Mehmet Bilban1, Onur İnan2

  • 1Department of Computer Technologies, Necmettin Erbakan University, Konya 42370, Turkey.

Sensors (Basel, Switzerland)
|September 19, 2025
PubMed
Summary
This summary is machine-generated.

This study introduces Chaotic AdaBoost (CAB), an AI model for autonomous vehicles, enhancing sensor fusion accuracy to 99.3% for improved safety and reliability.
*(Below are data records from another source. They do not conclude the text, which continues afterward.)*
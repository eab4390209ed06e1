//! Per-game and career aggregates.

use crate::model::frame::{FRAME_COUNT, Frame};
use crate::model::game::Game;
use crate::score::PERFECT_GAME;
use crate::split::is_split_leave;
use serde::{Deserialize, Serialize};

#[derive(Debug, Clone, Copy, Default, PartialEq, Serialize, Deserialize)]
pub struct Stats {
    pub strikes: u32,
    pub spares: u32,
    pub splits: u32,
    pub split_conversions: u32,
    pub open_frames: u32,
    pub completed_frames: u32,
    pub average_first_ball_pins: f64,
    pub pocket_hits: u32,
    pub total_pocket_opportunities: u32,
    /// Balls rolled at a full rack, including fresh racks in the tenth.
    pub strike_opportunities: u32,
    /// Completed frames whose first ball was not a strike.
    pub spare_opportunities: u32,
}

impl Stats {
    pub fn strike_percentage(&self) -> f64 {
        percentage(self.strikes, self.strike_opportunities)
    }

    pub fn spare_percentage(&self) -> f64 {
        percentage(self.spares, self.spare_opportunities)
    }

    pub fn split_conversion_rate(&self) -> f64 {
        percentage(self.split_conversions, self.splits)
    }

    pub fn pocket_hit_rate(&self) -> f64 {
        percentage(self.pocket_hits, self.total_pocket_opportunities)
    }
}

/// Tallies one game's frames in a single pass.
pub fn calculate_stats(frames: &[Frame; FRAME_COUNT]) -> Stats {
    let mut stats = Stats::default();
    let mut first_ball_pins = 0u32;

    for frame in frames {
        let Some(first) = frame.throws().first() else {
            continue;
        };
        let strike = !first.is_foul() && first.pin_count() == 10;
        let split = is_split_leave(frame, 0);
        if strike {
            stats.strikes += 1;
        }
        if split {
            stats.splits += 1;
        }
        if !strike && frame.is_spare() {
            stats.spares += 1;
            if split {
                stats.split_conversions += 1;
            }
        }
        if !frame.is_tenth() && frame.is_open() {
            stats.open_frames += 1;
        }

        for (index, throw) in frame.throws().iter().enumerate() {
            if !frame.is_fresh_rack(index) {
                continue;
            }
            stats.strike_opportunities += 1;
            if index > 0 && !throw.is_foul() && throw.pin_count() == 10 {
                stats.strikes += 1;
            }
        }

        if frame.is_finished() {
            stats.completed_frames += 1;
            first_ball_pins += u32::from(first.pin_count());
            if !strike {
                stats.spare_opportunities += 1;
            }
            stats.total_pocket_opportunities += 1;
            if frame.is_pocket_hit() {
                stats.pocket_hits += 1;
            }
        }
    }

    if stats.completed_frames > 0 {
        stats.average_first_ball_pins =
            round_tenth(f64::from(first_ball_pins) / f64::from(stats.completed_frames));
    }
    stats
}

#[derive(Debug, Clone, Copy, Default, PartialEq, Serialize, Deserialize)]
pub struct CareerStats {
    pub games: u32,
    pub average_score: f64,
    pub high_game: u32,
    pub total_strikes: u32,
    pub total_spares: u32,
    pub perfect_games: u32,
}

pub fn calculate_career_stats(games: &[Game]) -> CareerStats {
    if games.is_empty() {
        return CareerStats::default();
    }

    let mut career = CareerStats::default();
    let mut total_score = 0u64;
    for game in games {
        let score = game.total_score();
        let stats = calculate_stats(game.frames());
        career.games += 1;
        total_score += u64::from(score);
        career.high_game = career.high_game.max(score);
        career.total_strikes += stats.strikes;
        career.total_spares += stats.spares;
        if score == PERFECT_GAME {
            career.perfect_games += 1;
        }
    }
    career.average_score = round_tenth(total_score as f64 / f64::from(career.games));
    career
}

fn percentage(hits: u32, attempts: u32) -> f64 {
    if attempts == 0 {
        0.0
    } else {
        f64::from(hits) * 100.0 / f64::from(attempts)
    }
}

fn round_tenth(value: f64) -> f64 {
    (value * 10.0).round() / 10.0
}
CAB outperforms other methods in speed and acceleration prediction.

Keywords:
AdaBoostApache KafkaArtificial Neural NetworksChaotic AdaBoostGradient BoostingRandom Forestautonomous vehiclesk-Nearest Neighborsmachine learning

Related Experiment Videos

Area of Science:

  • Artificial Intelligence
  • Autonomous Vehicle Systems
  • Data Fusion

Background:

  • Real-time sensor fusion is critical for autonomous vehicle (AV) safety and performance.
  • Existing ensemble methods face limitations in handling sensor failures and dynamic driving conditions.
  • Robust data processing architectures are needed to manage high-volume sensor data streams.

Purpose of the Study:

  • To develop a novel AI-driven architecture for real-time sensor fusion in AVs.
  • To introduce Chaotic AdaBoost (CAB), an enhanced ensemble method for improved prediction accuracy and resilience.
  • To evaluate CAB's performance against other machine learning models in speed and acceleration prediction tasks.

Main Methods:

  • Developed a real-time sensor fusion architecture using Apache Kafka and MongoDB for data processing.
  • Introduced Chaotic AdaBoost (CAB), integrating a logistic chaotic map into the AdaBoost algorithm for enhanced weight updates.
  • Evaluated CAB, k-Nearest Neighbors (kNNs), Artificial Neural Networks (ANNs), standard AdaBoost (AB), Gradient Boosting (GBa), and Random Forest (RF) using the CARLA simulator.

Main Results:

  • CAB achieved 99.3% accuracy in speed and acceleration prediction, outperforming all compared methods.
  • CAB demonstrated superior performance with a Mean Squared Error (MSE) of 0.010 for speed and 0.018 for acceleration.
  • CAB achieved a mean Time-To-Collision (TTC) of 3.2 s and jerk of 0.15 m/s³, significantly improving upon standard AdaBoost.

Conclusions:

  • Chaotic AdaBoost (CAB) offers a robust and adaptable solution for real-time sensor fusion in autonomous vehicles.
  • The proposed architecture enhances resilience against sensor failures and dynamic conditions, crucial for AV safety.
  • CAB's performance advancements provide a scalable framework for improving operational reliability and passenger experience in autonomous driving.